I was intrigued to learn that this issue would discuss heroes. Growing up watching Superman on television, I thought that the definition of a hero was a mild-mannered man with geeky glasses who would sneak into phone booths and emerge with a red cape, X-ray vision and the ability to fly anywhere necessary to wipe out evildoers. In the 11th grade, Wonder Woman hit the television scene and I realized that a hero could also be a woman with beautiful hair, a really tiny waist and cool red boots. It made me think that maybe I could be a hero too? I could buy the boots ... but the hair and waist, not so much.
But ultimately, I was right. With each new day, we are all given opportunities to be a hero to someone. Let me tell you about my recent encounter with a real-life Wonder Woman.
Four leaf clovers have always reminded me of my dad because we used to hunt for them when I was a little girl. I became quite good at finding them, too! He lived with me for several weeks before entering hospice and passing away last May. During his last days, it seemed every time I turned around I found a four-leaf clover and thought of our times together. This year, a few days before Father’s Day, I was sitting on my patio reading the Father’s Day posts from friends and became very lonely for my dad. “I sure would like to find a four-leaf clover today,” I thought.
"Every day we come into contact with someone who needs help, encouragement or maybe just a smile.”
That evening, I took my dog, The Duker, out for his walk in the park.
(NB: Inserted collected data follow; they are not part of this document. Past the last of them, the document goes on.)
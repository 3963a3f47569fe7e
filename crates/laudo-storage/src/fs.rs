use std::path::Path;

use crate::error::StorageError;

/// Write `bytes` to `path` via a sibling temp file and rename, so readers
/// never observe a partially written file. Creates parent directories.
pub fn write_atomic(path: &Path, bytes: &[u8]) -> Result<(), StorageError> {
    if let Some(dir) = path.parent()
        && !dir.as_os_str().is_empty()
    {
        std::fs::create_dir_all(dir).map_err(|e| StorageError::io(dir, e))?;
    }

    let mut tmp_name = path.file_name().unwrap_or_default().to_os_string();
    tmp_name.push(".tmp");
    let tmp_path = path.with_file_name(tmp_name);

    std::fs::write(&tmp_path, bytes).map_err(|e| StorageError::io(&tmp_path, e))?;

    // Reports hold patient data: owner-only on Unix.
    #[cfg(unix)]
    {
        use std::os::unix::fs::PermissionsExt;
        std::fs::set_permissions(&tmp_path, std::fs::Permissions::from_mode(0o600))
            .map_err(|e| StorageError::io(&tmp_path, e))?;
    }

    std::fs::rename(&tmp_path, path).map_err(|e| StorageError::io(path, e))
}

/// Read a file, treating "does not exist" as `None`.
pub fn read_optional(path: &Path) -> Result<Option<String>, StorageError> {
    match std::fs::read_to_string(path) {
        Ok(contents) => Ok(Some(contents)),
        Err(e) if e.kind() == std::io::ErrorKind::NotFound => Ok(None),
        Err(e) => Err(StorageError::io(path, e)),
    }
}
We usually walk on the wooded path, but I stayed on the track this time because it looked like rain and I wanted to be close to the car. As we were walking, we passed a lady, we smiled, nodded and kept going. A little bit later this same lady walked toward us with a big smile and something in her hand which she held out for me to take. A four-leaf clover! She said something, which I did not hear, and kept on going. I was literally stopped in my tracks! Stunned.
I stood there a minute, then turned to chase down this very fast walker. When I caught up to her, I asked her what she had said, “This will bring you good luck,” she repeated. I told her how special it was to me that she did this and through tears, asked if I could hug her. She was so sweet, told me she was sorry for my loss and that she would pray for me.
A brief encounter. A person who followed her instincts and made my day better. My own hero.
Every day we come into contact with someone who needs help, encouragement or maybe just a smile. Always remember, you don’t need a red cape (or cool boots) to be the hero who saves the day for someone else.